The COVID-19 pandemic in Beijing is part of the worldwide pandemic of the coronavirus disease 2019 (COVID-19), caused by the severe acute respiratory syndrome coronavirus 2 (SARS-CoV-2). The disease first reached Beijing on 20 January 2020.

== Timeline ==
=== 2020 ===
==== January 20–31 ====
On 20 January 2020, the Daxing District Health Committee informed people that two patients with fever had been diagnosed with the new coronavirus. They had visited Wuhan and had been isolated and treated without respiratory symptoms. This was the first reported case found in Beijing.

On 21 January, the Beijing Municipal Health Commission issued an announcement saying that Beijing had added five new cases of coronavirus pneumonia. Among the five people, three were men and two were women. The oldest was 56 years old, and the youngest was 18 years old. They all have travel histories in Wuhan. As of 18:00 on 21 January, a total of 10 confirmed cases were reported in Beijing.
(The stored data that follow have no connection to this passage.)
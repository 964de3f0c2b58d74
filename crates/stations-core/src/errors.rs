use std::fmt;

use anyhow::Error;
use axum::{
    Json,
    http::StatusCode,
    response::{IntoResponse, Response},
};
use serde::{Deserialize, Serialize};
use tracing::error;
use utoipa::ToSchema;
use validator::ValidationErrors;

/// Message returned for any failed credential check. Unknown account names and
/// wrong passwords must produce exactly this message.
pub const AUTHENTICATION_FAILED: &str = "authentication failed";

const INTERNAL_ERROR: &str = "Internal Server Error";

#[derive(Debug, Clone, PartialEq, Eq, Serialize, Deserialize, ToSchema)]
pub struct FieldError {
    pub field: String,
    pub error: String,
}

impl FieldError {
    pub fn new(field: impl Into<String>, error: impl Into<String>) -> Self {
        Self {
            field: field.into(),
            error: error.into(),
        }
    }
}

/// JSON body written for every failed request.
#[derive(Debug, Clone, Serialize, Deserialize, ToSchema)]
pub struct ErrorResponse {
    pub error: String,
    #[serde(default, skip_serializing_if = "Option::is_none")]
    pub fields: Option<Vec<FieldError>>,
}

impl ErrorResponse {
    pub fn new(error: impl Into<String>) -> Self {
        Self {
            error: error.into(),
            fields: None,
        }
    }
}

/// Response extension marking that the server must stop.
///
/// Attached by [`AppError::Shutdown`] when it is rendered so the outer
/// recovery layer can escalate it instead of treating it as a plain 500.
#[derive(Debug, Clone, PartialEq, Eq)]
pub struct ShutdownRequested(pub String);

#[derive(Debug)]
pub enum AppError {
    /// Bad credentials or unknown account name. Both render identically.
    AuthenticationFailure,
    Unauthorized(String),
    Forbidden(String),
    InvalidInput {
        message: String,
        fields: Vec<FieldError>,
    },
    NotFound(String),
    Internal(Error),
    /// A core invariant was violated. Signals a bug, not a client error.
    Shutdown(String),
}

impl AppError {
    pub fn unauthorized(message: impl Into<String>) -> Self {
        Self::Unauthorized(message.into())
    }

    pub fn forbidden(message: impl Into<String>) -> Self {
        Self::Forbidden(message.into())
    }

    pub fn bad_request(message: impl Into<String>) -> Self {
        Self::InvalidInput {
            message: message.into(),
            fields: Vec::new(),
        }
    }

    pub fn invalid_fields(message: impl Into<String>, fields: Vec<FieldError>) -> Self {
        Self::InvalidInput {
            message: message.into(),
            fields,
        }
    }

    /// Flattens derive-validation failures into field errors, sorted by field.
    pub fn validation(errors: &ValidationErrors) -> Self {
        let mut fields: Vec<FieldError> = errors
            .field_errors()
            .iter()
            .flat_map(|(field, errors)| {
                errors.iter().map(move |error| {
                    let message = error
                        .message
                        .as_ref()
                        .map(|msg| msg.to_string())
                        .unwrap_or_else(|| format!("{field} is invalid"));
                    FieldError::new(field.to_string(), message)
                })
            })
            .collect();
        fields.sort_by(|a, b| a.field.cmp(&b.field));

        Self::invalid_fields("field validation error", fields)
    }

    pub fn not_found(message: impl Into<String>) -> Self {
        Self::NotFound(message.into())
    }

    pub fn internal<E>(err: E) -> Self
    where
        E: Into<Error>,
    {
        Self::Internal(err.into())
    }

    pub fn shutdown(reason: impl Into<String>) -> Self {
        Self::Shutdown(reason.into())
    }

    pub fn status(&self) -> StatusCode {
        match self {
            Self::AuthenticationFailure | Self::Unauthorized(_) => StatusCode::UNAUTHORIZED,
            Self::Forbidden(_) => StatusCode::FORBIDDEN,
            Self::InvalidInput { .. } => StatusCode::BAD_REQUEST,
            Self::NotFound(_) => StatusCode::NOT_FOUND,
            Self::Internal(_) | Self::Shutdown(_) => StatusCode::INTERNAL_SERVER_ERROR,
        }
    }

    pub fn kind(&self) -> &'static str {
        match self {
            Self::AuthenticationFailure => "authentication_failure",
            Self::Unauthorized(_) => "unauthorized",
            Self::Forbidden(_) => "forbidden",
            Self::InvalidInput { .. } => "invalid_input",
            Self::NotFound(_) => "not_found",
            Self::Internal(_) => "internal",
            Self::Shutdown(_) => "shutdown",
        }
    }

    pub fn is_shutdown(&self) -> bool {
        matches!(self, Self::Shutdown(_))
    }
}

impl fmt::Display for AppError {
    fn fmt(&self, f: &mut fmt::Formatter<'_>) -> fmt::Result {
        match self {
            Self::AuthenticationFailure => f.write_str(AUTHENTICATION_FAILED),
            Self::Unauthorized(msg)
            | Self::Forbidden(msg)
            | Self::NotFound(msg)
            | Self::InvalidInput { message: msg, .. } => f.write_str(msg),
            Self::Internal(err) => write!(f, "{err:#}"),
            Self::Shutdown(reason) => write!(f, "shutdown requested: {reason}"),
        }
    }
}

impl IntoResponse for AppError {
    fn into_response(self) -> Response {
        let status = self.status();

        let body = match self {
            Self::AuthenticationFailure => ErrorResponse::new(AUTHENTICATION_FAILED),
            Self::Unauthorized(message)
            | Self::Forbidden(message)
            | Self::NotFound(message) => ErrorResponse::new(message),
            Self::InvalidInput { message, fields } => ErrorResponse {
                error: message,
                fields: (!fields.is_empty()).then_some(fields),
            },
            Self::Internal(err) => {
                error!(error = ?err, "Unhandled internal error");
                ErrorResponse::new(INTERNAL_ERROR)
            }
            Self::Shutdown(reason) => {
                error!(reason = %reason, "Invariant violated, requesting shutdown");
                let mut response = (status, Json(ErrorResponse::new(INTERNAL_ERROR))).into_response();
                response.extensions_mut().insert(ShutdownRequested(reason));
                return response;
            }
        };

        (status, Json(body)).into_response()
    }
}

impl<E> From<E> for AppError
where
    E: Into<Error>,
{
    fn from(err: E) -> Self {
        AppError::internal(err)
    }
}

#[cfg(test)]
mod tests {
    use super::*;
    use axum::body::to_bytes;

    async fn body_of(response: Response) -> serde_json::Value {
        let bytes = to_bytes(response.into_body(), usize::MAX).await.unwrap();
        serde_json::from_slice(&bytes).unwrap()
    }

    #[test]
    fn status_follows_the_error_kind() {
        assert_eq!(AppError::AuthenticationFailure.status(), StatusCode::UNAUTHORIZED);
        assert_eq!(AppError::unauthorized("x").status(), StatusCode::UNAUTHORIZED);
        assert_eq!(AppError::forbidden("x").status(), StatusCode::FORBIDDEN);
        assert_eq!(AppError::bad_request("x").status(), StatusCode::BAD_REQUEST);
        assert_eq!(AppError::not_found("x").status(), StatusCode::NOT_FOUND);
        assert_eq!(
            AppError::internal(anyhow::anyhow!("boom")).status(),
            StatusCode::INTERNAL_SERVER_ERROR
        );
    }

    #[tokio::test]
    async fn field_errors_are_rendered_when_present() {
        let err = AppError::invalid_fields(
            "field validation error",
            vec![FieldError::new("name", "name is required")],
        );
        let response = err.into_response();
        assert_eq!(response.status(), StatusCode::BAD_REQUEST);

        let body = body_of(response).await;
        assert_eq!(body["error"], "field validation error");
        assert_eq!(body["fields"][0]["field"], "name");
        assert_eq!(body["fields"][0]["error"], "name is required");
    }

    #[tokio::test]
    async fn fields_key_is_omitted_without_field_errors() {
        let body = body_of(AppError::not_found("station not found").into_response()).await;
        assert_eq!(body, serde_json::json!({ "error": "station not found" }));
    }

    #[tokio::test]
    async fn internal_errors_hide_their_detail() {
        let err = AppError::from(anyhow::anyhow!("connection refused on 10.0.0.3"));
        let body = body_of(err.into_response()).await;
        assert_eq!(body["error"], "Internal Server Error");
    }

    #[tokio::test]
    async fn shutdown_errors_carry_the_marker() {
        let response = AppError::shutdown("request values missing").into_response();
        assert_eq!(response.status(), StatusCode::INTERNAL_SERVER_ERROR);
        assert_eq!(
            response.extensions().get::<ShutdownRequested>(),
            Some(&ShutdownRequested("request values missing".to_string()))
        );
    }

    #[tokio::test]
    async fn authentication_failure_uses_the_fixed_message() {
        let body = body_of(AppError::AuthenticationFailure.into_response()).await;
        assert_eq!(body["error"], AUTHENTICATION_FAILED);
    }
}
On 22 January, the Beijing Municipal Committee of the Chinese Communist Party and the Beijing Municipal Government decided to establish a leading group for the prevention and control of the new coronavirus infection pneumonia with medical security. Seven groups were established, including transportation guarantee, commodity supply, service guarantee for major events, public opinion response, social stability, and college work. On the same day, four new cases were reported, and 14 cases were accumulated.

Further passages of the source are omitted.